WORKING DATA —
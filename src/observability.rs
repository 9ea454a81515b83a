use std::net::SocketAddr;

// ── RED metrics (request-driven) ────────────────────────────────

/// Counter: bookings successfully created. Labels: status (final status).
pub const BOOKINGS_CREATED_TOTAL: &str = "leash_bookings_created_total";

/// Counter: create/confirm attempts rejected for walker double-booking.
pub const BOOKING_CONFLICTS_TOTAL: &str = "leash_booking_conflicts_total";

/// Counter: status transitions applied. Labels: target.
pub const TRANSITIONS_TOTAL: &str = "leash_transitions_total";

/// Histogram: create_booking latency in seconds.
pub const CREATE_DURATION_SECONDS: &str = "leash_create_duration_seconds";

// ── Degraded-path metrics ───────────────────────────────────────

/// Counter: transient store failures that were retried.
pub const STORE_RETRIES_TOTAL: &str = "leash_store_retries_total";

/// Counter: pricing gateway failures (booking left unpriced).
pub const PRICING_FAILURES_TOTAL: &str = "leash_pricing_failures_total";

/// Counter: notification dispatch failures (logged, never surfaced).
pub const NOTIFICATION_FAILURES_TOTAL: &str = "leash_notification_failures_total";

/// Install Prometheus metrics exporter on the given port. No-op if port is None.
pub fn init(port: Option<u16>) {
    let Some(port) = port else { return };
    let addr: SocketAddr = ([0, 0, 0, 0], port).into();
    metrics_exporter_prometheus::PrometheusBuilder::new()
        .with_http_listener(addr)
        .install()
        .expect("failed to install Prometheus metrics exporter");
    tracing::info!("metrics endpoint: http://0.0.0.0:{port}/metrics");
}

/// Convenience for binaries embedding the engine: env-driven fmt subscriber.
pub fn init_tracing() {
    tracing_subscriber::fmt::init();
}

---

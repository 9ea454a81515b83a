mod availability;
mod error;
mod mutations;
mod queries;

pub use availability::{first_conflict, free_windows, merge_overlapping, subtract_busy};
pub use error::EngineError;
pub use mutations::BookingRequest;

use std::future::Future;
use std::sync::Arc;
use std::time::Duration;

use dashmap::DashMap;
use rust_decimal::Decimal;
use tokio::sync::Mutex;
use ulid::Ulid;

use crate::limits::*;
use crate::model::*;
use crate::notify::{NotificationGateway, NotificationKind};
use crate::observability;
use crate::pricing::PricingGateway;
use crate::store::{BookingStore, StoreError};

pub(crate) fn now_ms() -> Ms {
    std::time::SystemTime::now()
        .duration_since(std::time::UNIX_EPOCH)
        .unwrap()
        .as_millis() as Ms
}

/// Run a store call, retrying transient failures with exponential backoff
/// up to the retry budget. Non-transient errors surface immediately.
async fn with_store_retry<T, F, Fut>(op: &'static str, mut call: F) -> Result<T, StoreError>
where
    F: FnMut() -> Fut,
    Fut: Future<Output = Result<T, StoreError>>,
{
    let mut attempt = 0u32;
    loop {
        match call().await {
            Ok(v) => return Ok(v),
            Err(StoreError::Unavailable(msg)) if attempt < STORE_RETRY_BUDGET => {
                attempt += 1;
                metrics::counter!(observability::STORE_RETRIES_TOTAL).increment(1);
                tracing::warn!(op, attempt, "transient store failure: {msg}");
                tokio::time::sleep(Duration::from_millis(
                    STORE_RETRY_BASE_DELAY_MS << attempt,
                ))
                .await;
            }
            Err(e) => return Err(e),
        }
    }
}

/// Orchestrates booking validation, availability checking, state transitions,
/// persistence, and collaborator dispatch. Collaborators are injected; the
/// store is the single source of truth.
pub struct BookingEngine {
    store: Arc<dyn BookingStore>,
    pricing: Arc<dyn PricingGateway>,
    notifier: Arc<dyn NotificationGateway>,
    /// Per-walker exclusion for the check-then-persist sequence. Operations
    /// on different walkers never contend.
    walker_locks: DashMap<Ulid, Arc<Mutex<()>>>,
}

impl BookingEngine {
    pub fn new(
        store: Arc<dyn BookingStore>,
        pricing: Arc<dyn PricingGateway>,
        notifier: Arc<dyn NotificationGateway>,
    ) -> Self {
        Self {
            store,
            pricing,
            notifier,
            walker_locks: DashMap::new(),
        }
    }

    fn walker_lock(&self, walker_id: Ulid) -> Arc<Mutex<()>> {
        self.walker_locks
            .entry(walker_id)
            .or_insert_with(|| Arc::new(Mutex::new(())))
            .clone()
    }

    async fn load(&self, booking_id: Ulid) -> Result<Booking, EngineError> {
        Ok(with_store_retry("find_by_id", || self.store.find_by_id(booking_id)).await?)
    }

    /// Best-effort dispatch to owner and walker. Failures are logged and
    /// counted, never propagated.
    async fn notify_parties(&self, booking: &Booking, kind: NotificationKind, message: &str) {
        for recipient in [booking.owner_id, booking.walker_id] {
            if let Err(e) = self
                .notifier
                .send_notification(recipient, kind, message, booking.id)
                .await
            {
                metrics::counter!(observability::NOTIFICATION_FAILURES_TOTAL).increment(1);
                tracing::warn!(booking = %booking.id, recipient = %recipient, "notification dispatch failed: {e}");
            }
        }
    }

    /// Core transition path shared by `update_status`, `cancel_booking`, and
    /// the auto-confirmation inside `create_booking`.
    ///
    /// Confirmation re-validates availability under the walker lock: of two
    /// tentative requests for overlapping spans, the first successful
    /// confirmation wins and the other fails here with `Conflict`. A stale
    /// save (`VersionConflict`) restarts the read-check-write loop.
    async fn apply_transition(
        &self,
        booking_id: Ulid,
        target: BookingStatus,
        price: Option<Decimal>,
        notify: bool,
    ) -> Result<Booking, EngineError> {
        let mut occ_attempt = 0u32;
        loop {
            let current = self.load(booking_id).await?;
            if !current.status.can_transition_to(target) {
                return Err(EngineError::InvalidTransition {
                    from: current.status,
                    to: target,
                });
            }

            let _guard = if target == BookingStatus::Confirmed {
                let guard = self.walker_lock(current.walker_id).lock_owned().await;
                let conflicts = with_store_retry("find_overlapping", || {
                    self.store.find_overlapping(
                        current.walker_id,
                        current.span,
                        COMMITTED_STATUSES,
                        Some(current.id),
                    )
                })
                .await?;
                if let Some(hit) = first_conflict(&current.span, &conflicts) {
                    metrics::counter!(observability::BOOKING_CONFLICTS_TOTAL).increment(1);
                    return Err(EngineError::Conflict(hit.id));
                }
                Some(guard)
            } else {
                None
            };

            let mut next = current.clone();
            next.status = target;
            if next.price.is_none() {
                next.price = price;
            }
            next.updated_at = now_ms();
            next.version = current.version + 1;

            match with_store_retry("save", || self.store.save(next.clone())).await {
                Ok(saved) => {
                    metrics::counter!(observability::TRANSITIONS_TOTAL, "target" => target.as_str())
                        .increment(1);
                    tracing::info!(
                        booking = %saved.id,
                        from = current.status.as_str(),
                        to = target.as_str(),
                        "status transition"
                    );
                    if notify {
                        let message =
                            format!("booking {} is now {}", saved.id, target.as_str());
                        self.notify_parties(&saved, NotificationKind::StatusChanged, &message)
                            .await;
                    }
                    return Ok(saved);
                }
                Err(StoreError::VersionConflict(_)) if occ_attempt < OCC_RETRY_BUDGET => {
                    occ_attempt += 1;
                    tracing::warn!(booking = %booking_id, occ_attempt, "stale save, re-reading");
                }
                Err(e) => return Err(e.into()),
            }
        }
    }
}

...

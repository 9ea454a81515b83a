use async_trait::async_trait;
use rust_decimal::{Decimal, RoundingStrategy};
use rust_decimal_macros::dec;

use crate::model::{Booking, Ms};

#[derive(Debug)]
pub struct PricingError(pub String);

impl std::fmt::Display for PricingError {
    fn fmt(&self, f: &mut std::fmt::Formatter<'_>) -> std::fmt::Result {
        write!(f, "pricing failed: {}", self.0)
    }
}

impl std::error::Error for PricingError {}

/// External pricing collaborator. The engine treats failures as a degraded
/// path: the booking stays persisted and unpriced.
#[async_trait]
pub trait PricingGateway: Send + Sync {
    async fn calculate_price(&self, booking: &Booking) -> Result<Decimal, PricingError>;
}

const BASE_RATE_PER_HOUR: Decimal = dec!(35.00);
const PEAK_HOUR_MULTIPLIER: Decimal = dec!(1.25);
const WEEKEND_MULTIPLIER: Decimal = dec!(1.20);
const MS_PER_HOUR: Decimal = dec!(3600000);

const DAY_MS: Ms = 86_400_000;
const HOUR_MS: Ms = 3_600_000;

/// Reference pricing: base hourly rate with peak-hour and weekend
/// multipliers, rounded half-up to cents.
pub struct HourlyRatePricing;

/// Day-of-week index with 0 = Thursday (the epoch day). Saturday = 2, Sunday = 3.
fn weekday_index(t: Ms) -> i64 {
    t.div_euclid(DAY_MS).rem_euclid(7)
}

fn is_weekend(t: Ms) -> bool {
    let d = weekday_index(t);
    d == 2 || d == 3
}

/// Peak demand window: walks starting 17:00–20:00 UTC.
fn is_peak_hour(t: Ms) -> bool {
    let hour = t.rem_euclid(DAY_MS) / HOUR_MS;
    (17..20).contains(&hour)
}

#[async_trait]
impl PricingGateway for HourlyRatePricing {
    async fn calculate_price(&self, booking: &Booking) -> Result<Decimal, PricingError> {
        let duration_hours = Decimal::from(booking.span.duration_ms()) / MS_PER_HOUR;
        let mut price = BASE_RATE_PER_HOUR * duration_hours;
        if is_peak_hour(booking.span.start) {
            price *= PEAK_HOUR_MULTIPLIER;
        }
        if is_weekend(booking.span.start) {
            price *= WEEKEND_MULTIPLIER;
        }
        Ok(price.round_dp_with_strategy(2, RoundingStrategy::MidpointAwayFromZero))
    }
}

EXERCISE OBJECTIVE —
From the line holding "filename src/observability.rs" to the line holding "applied. Labels: target.", inclusive, restate each line above exactly as written.

COMPLETED EXERCISE —
filename src/observability.rs
repository 9ea454a81515b83a
use std::net::SocketAddr;

// ── RED metrics (request-driven) ────────────────────────────────

/// Counter: bookings successfully created. Labels: status (final status).
pub const BOOKINGS_CREATED_TOTAL: &str = "leash_bookings_created_total";

/// Counter: create/confirm attempts rejected for walker double-booking.
pub const BOOKING_CONFLICTS_TOTAL: &str = "leash_booking_conflicts_total";

/// Counter: status transitions applied. Labels: target.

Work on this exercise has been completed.